Despite these changes, the sign remains out of character with the surrounding community, continues to negatively impact the homes in the adjacent neighborhoods, and constitutes a traffic hazard by distracting drivers approaching and entering the busy intersection.  The Fairfax County Zoning Ordinance specifically prohibits such signs.  Furthermore, as a result of the problems created by the sign and the continued opposition by the community, and because it appears that the Zoning Ordinance and state code provisions regarding placement of advertisements in and along rights-of-way do not apply to state universities, it is the Board’s understanding that legislation is currently being proposed that would require certain signs erected by educational institutions to comply with a locality’s sign ordinance. 

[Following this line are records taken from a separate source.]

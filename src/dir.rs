//! Directory traversal and entry edits
//!
//! The root directory is a fixed run of sectors laid down at format time;
//! it cannot grow. Subdirectories are cluster chains of 32-byte entries.
//! Iteration yields live entries only (deleted and long-name entries are
//! skipped) and stops at the first never-used slot. The free-slot search
//! walks the same ground but also takes deleted entries, and must return a
//! first-byte-0x00 slot immediately, since everything after it is unused
//! as well.
//!
//! Mutating operations accept a single name in the root directory; that is
//! the creation contract of this driver. Lookup descends subdirectories.

use crate::cache::Cache;
use crate::entry::{encode_name, DirEntry};
use crate::fat::is_eof;
use crate::fs::FatFs;
use crate::{is_illegal, FsError, ATTR_ARCHIVE, ATTR_DIRECTORY, DIRENTS_PER_SECTOR, DIRENT_SIZE};

/// Where a directory entry lives on disk; kept with every open file so the
/// entry can be rewritten when size or first cluster change.
#[derive(Debug, Clone, Copy, PartialEq, Eq)]
pub struct DirEntryPos {
    pub sector: u32,
    pub offset: usize,
}

/// Plain-data iterator state, small enough to park in an open-directory
/// handle and resume from later.
#[derive(Debug, Clone, Copy)]
pub struct DirCursor {
    sector: u32,
    entry: usize,
    cluster: u16,
    is_root: bool,
}

pub struct DirIter<'a> {
    fs: &'a FatFs,
    cursor: DirCursor,
}

impl<'a> DirIter<'a> {
    pub fn root(fs: &'a FatFs) -> Self {
        Self {
            fs,
            cursor: DirCursor {
                sector: fs.root_start,
                entry: 0,
                cluster: 0,
                is_root: true,
            },
        }
    }

    /// Iterate a subdirectory by its first cluster. Cluster 0 names the
    /// root directory (that is what ".." of a first-level directory holds).
    pub fn subdir(fs: &'a FatFs, cluster: u16) -> Self {
        if cluster < 2 {
            return Self::root(fs);
        }
        Self {
            fs,
            cursor: DirCursor {
                sector: fs.first_sector_of_cluster(cluster),
                entry: 0,
                cluster,
                is_root: false,
            },
        }
    }

    /// Resume iteration from a parked cursor.
    pub fn resume(fs: &'a FatFs, cursor: DirCursor) -> Self {
        Self { fs, cursor }
    }

    pub fn cursor(&self) -> DirCursor {
        self.cursor
    }

    /// The next undeleted, non-long-name entry, or `None` at the end of the
    /// directory (first-byte 0x00, root bound, or end of the chain).
    pub fn next_entry(&mut self) -> Result<Option<(DirEntry, DirEntryPos)>, FsError> {
        let fs = self.fs;
        loop {
            if self.cursor.is_root {
                if self.cursor.sector >= fs.root_start + fs.root_sectors {
                    return Ok(None);
                }
            } else {
                let cluster_end = fs.first_sector_of_cluster(self.cursor.cluster)
                    + fs.sectors_per_cluster();
                if self.cursor.sector >= cluster_end {
                    let next = fs.next_in_chain(self.cursor.cluster)?;
                    if is_eof(next) {
                        return Ok(None);
                    }
                    self.cursor.cluster = next;
                    self.cursor.sector = fs.first_sector_of_cluster(next);
                }
            }

            let offset = self.cursor.entry * DIRENT_SIZE;
            let pos = DirEntryPos {
                sector: self.cursor.sector,
                offset,
            };
            let entry = fs
                .sector(self.cursor.sector)?
                .read()
                .read(offset, |entry: &DirEntry| *entry);

            self.cursor.entry += 1;
            if self.cursor.entry >= DIRENTS_PER_SECTOR {
                self.cursor.entry = 0;
                self.cursor.sector += 1;
            }

            if entry.is_end() {
                return Ok(None);
            }
            if entry.is_deleted() || entry.is_long_name() {
                continue;
            }
            return Ok(Some((entry, pos)));
        }
    }

    /// Scan for a matching 8.3 name. Volume-label entries never match a
    /// file name even when the bytes collide.
    pub fn find(&mut self, name: &str) -> Result<Option<(DirEntry, DirEntryPos)>, FsError> {
        let (packed_name, packed_ext) = encode_name(name);
        while let Some((entry, pos)) = self.next_entry()? {
            if entry.is_volume_label() {
                continue;
            }
            if entry.matches(&packed_name, &packed_ext) {
                return Ok(Some((entry, pos)));
            }
        }
        Ok(None)
    }
}

/// Mutation paths take one component in the root directory; anything nested
/// or empty is rejected here before touching the disk.
fn root_component(path: &str) -> Result<&str, FsError> {
    let name = path.strip_prefix('/').unwrap_or(path);
    if name.is_empty() || name.contains('/') || is_illegal(name) {
        return Err(FsError::InvalidArgument);
    }
    Ok(name)
}

impl FatFs {
    pub(crate) fn read_dirent(&self, pos: &DirEntryPos) -> Result<DirEntry, FsError> {
        Ok(self
            .sector(pos.sector)?
            .read()
            .read(pos.offset, |entry: &DirEntry| *entry))
    }

    pub(crate) fn write_dirent(&self, pos: &DirEntryPos, entry: &DirEntry) -> Result<(), FsError> {
        self.sector(pos.sector)?
            .write()
            .modify(pos.offset, |slot: &mut DirEntry| *slot = *entry);
        Ok(())
    }

    fn mark_deleted(&self, pos: &DirEntryPos) -> Result<(), FsError> {
        self.sector(pos.sector)?
            .write()
            .modify(pos.offset, |slot: &mut DirEntry| slot.delete());
        Ok(())
    }

    /// First reusable slot in a directory. Root directories cannot grow;
    /// a subdirectory whose chain is exhausted is likewise reported full,
    /// extending it is not done here.
    pub(crate) fn find_free_entry(&self, dir_cluster: u16) -> Result<DirEntryPos, FsError> {
        if dir_cluster == 0 {
            for sector in self.root_start..self.root_start + self.root_sectors {
                if let Some(pos) = self.scan_sector_for_free(sector)? {
                    return Ok(pos);
                }
            }
            Err(FsError::NoSpace)
        } else {
            let mut cluster = dir_cluster;
            loop {
                let first = self.first_sector_of_cluster(cluster);
                for sector in first..first + self.sectors_per_cluster() {
                    if let Some(pos) = self.scan_sector_for_free(sector)? {
                        return Ok(pos);
                    }
                }
                let next = self.next_in_chain(cluster)?;
                if is_eof(next) {
                    return Err(FsError::NoSpace);
                }
                cluster = next;
            }
        }
    }

    fn scan_sector_for_free(&self, sector: u32) -> Result<Option<DirEntryPos>, FsError> {
        let block = self.sector(sector)?;
        for i in 0..DIRENTS_PER_SECTOR {
            let offset = i * DIRENT_SIZE;
            let free = block.read().read(offset, |entry: &DirEntry| entry.is_free());
            if free {
                return Ok(Some(DirEntryPos { sector, offset }));
            }
        }
        Ok(None)
    }

    /// Resolve a slash-separated path from the root directory down.
    ///
    /// `Ok(None)` is the root directory itself. A missing component fails
    /// `NotFound`; descending through a file fails `NotADirectory`.
    pub fn lookup(&self, path: &str) -> Result<Option<(DirEntry, DirEntryPos)>, FsError> {
        let mut components = path.split('/').filter(|c| !c.is_empty()).peekable();
        if components.peek().is_none() {
            return Ok(None);
        }

        let mut iter = DirIter::root(self);
        loop {
            // components is non-empty here by construction
            let component = match components.next() {
                Some(c) => c,
                None => return Err(FsError::NotFound),
            };
            match iter.find(component)? {
                None => return Err(FsError::NotFound),
                Some((entry, pos)) => {
                    if components.peek().is_none() {
                        return Ok(Some((entry, pos)));
                    }
                    if !entry.is_dir() {
                        return Err(FsError::NotADirectory);
                    }
                    iter = DirIter::subdir(self, entry.first_cluster());
                }
            }
        }
    }

    /// Create an empty file in the root directory.
    pub fn create(&self, path: &str, attr: u8) -> Result<(), FsError> {
        let name = root_component(path)?;
        if DirIter::root(self).find(name)?.is_some() {
            return Err(FsError::AlreadyExists);
        }

        let pos = self.find_free_entry(0)?;
        let attr = if attr == 0 { ATTR_ARCHIVE } else { attr };
        let entry = DirEntry::new(name, attr);
        self.write_dirent(&pos, &entry)?;
        self.sync_fat()?;
        Ok(())
    }

    /// Create a subdirectory in the root directory: one cluster is
    /// allocated up front, zeroed, and seeded with the "." and ".."
    /// entries before the FAT is flushed.
    pub fn mkdir(&self, path: &str) -> Result<(), FsError> {
        let name = root_component(path)?;
        if DirIter::root(self).find(name)?.is_some() {
            return Err(FsError::AlreadyExists);
        }

        let cluster = self.alloc_cluster()?;

        let pos = match self.find_free_entry(0) {
            Ok(pos) => pos,
            Err(err) => {
                self.free_cluster_entry(cluster);
                return Err(err);
            }
        };

        let mut entry = DirEntry::new(name, ATTR_DIRECTORY);
        entry.set_first_cluster(cluster);
        if let Err(err) = self.write_dirent(&pos, &entry) {
            self.free_cluster_entry(cluster);
            return Err(err);
        }

        self.clear_cluster(cluster)?;
        let first = self.first_sector_of_cluster(cluster);
        let block = self.sector(first)?;
        block
            .write()
            .modify(0, |slot: &mut DirEntry| *slot = DirEntry::dot(cluster));
        block.write().modify(DIRENT_SIZE, |slot: &mut DirEntry| {
            // parent is the root directory
            *slot = DirEntry::dotdot(0)
        });

        self.sync_fat()?;
        Ok(())
    }

    /// Delete a file: free its chain, then mark the entry deleted.
    pub fn unlink(&self, path: &str) -> Result<(), FsError> {
        let name = root_component(path)?;
        match DirIter::root(self).find(name)? {
            None => Err(FsError::NotFound),
            Some((entry, pos)) => {
                if entry.is_dir() {
                    return Err(FsError::InvalidArgument);
                }
                if entry.first_cluster() >= 2 {
                    self.free_chain(entry.first_cluster())?;
                }
                self.mark_deleted(&pos)?;
                self.sync_fat()?;
                Ok(())
            }
        }
    }

    /// Delete a subdirectory; it must hold nothing but "." and "..".
    pub fn rmdir(&self, path: &str) -> Result<(), FsError> {
        let name = root_component(path)?;
        match DirIter::root(self).find(name)? {
            None => Err(FsError::NotFound),
            Some((entry, pos)) => {
                if !entry.is_dir() {
                    return Err(FsError::NotADirectory);
                }

                let mut sub = DirIter::subdir(self, entry.first_cluster());
                while let Some((child, _)) = sub.next_entry()? {
                    if child.is_dot_entry() {
                        continue;
                    }
                    return Err(FsError::NotEmpty);
                }

                self.free_chain(entry.first_cluster())?;
                self.mark_deleted(&pos)?;
                self.sync_fat()?;
                Ok(())
            }
        }
    }

    /// Rename within the root directory: only the name and extension bytes
    /// of the entry are rewritten, everything else stays in place.
    pub fn rename(&self, old_path: &str, new_path: &str) -> Result<(), FsError> {
        let old_name = root_component(old_path)?;
        let new_name = root_component(new_path)?;

        if DirIter::root(self).find(new_name)?.is_some() {
            return Err(FsError::AlreadyExists);
        }
        match DirIter::root(self).find(old_name)? {
            None => Err(FsError::NotFound),
            Some((_, pos)) => {
                let (packed_name, packed_ext) = encode_name(new_name);
                self.sector(pos.sector)?
                    .write()
                    .modify(pos.offset, |slot: &mut DirEntry| {
                        slot.set_name(packed_name, packed_ext)
                    });
                self.sync_fat()?;
                Ok(())
            }
        }
    }
}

In an effort to try to resolve the problems that the sign has created at the local level, the Board of Supervisors has authorized me to request GMU to reconsider its decision to erect the sign at its current location adjacent to residential communities and at a busy intersection, and either remove the sign or relocate it to a more appropriate location.  The Board recognizes GMU’s desire and need to keep the community informed of its activities and programs; however, the interests of GMU should be balanced with those of the surrounding community.  The removal or relocation of the sign would be a clear indication that GMU recognizes that it is part of the community and is concerned about the impact its decision has had on the community.  It would also show that GMU understands that it has benefited from its long association with the County and its residents and that it values that relationship.  It is my sincere hope that GMU and the County can work cooperatively to resolve this matter.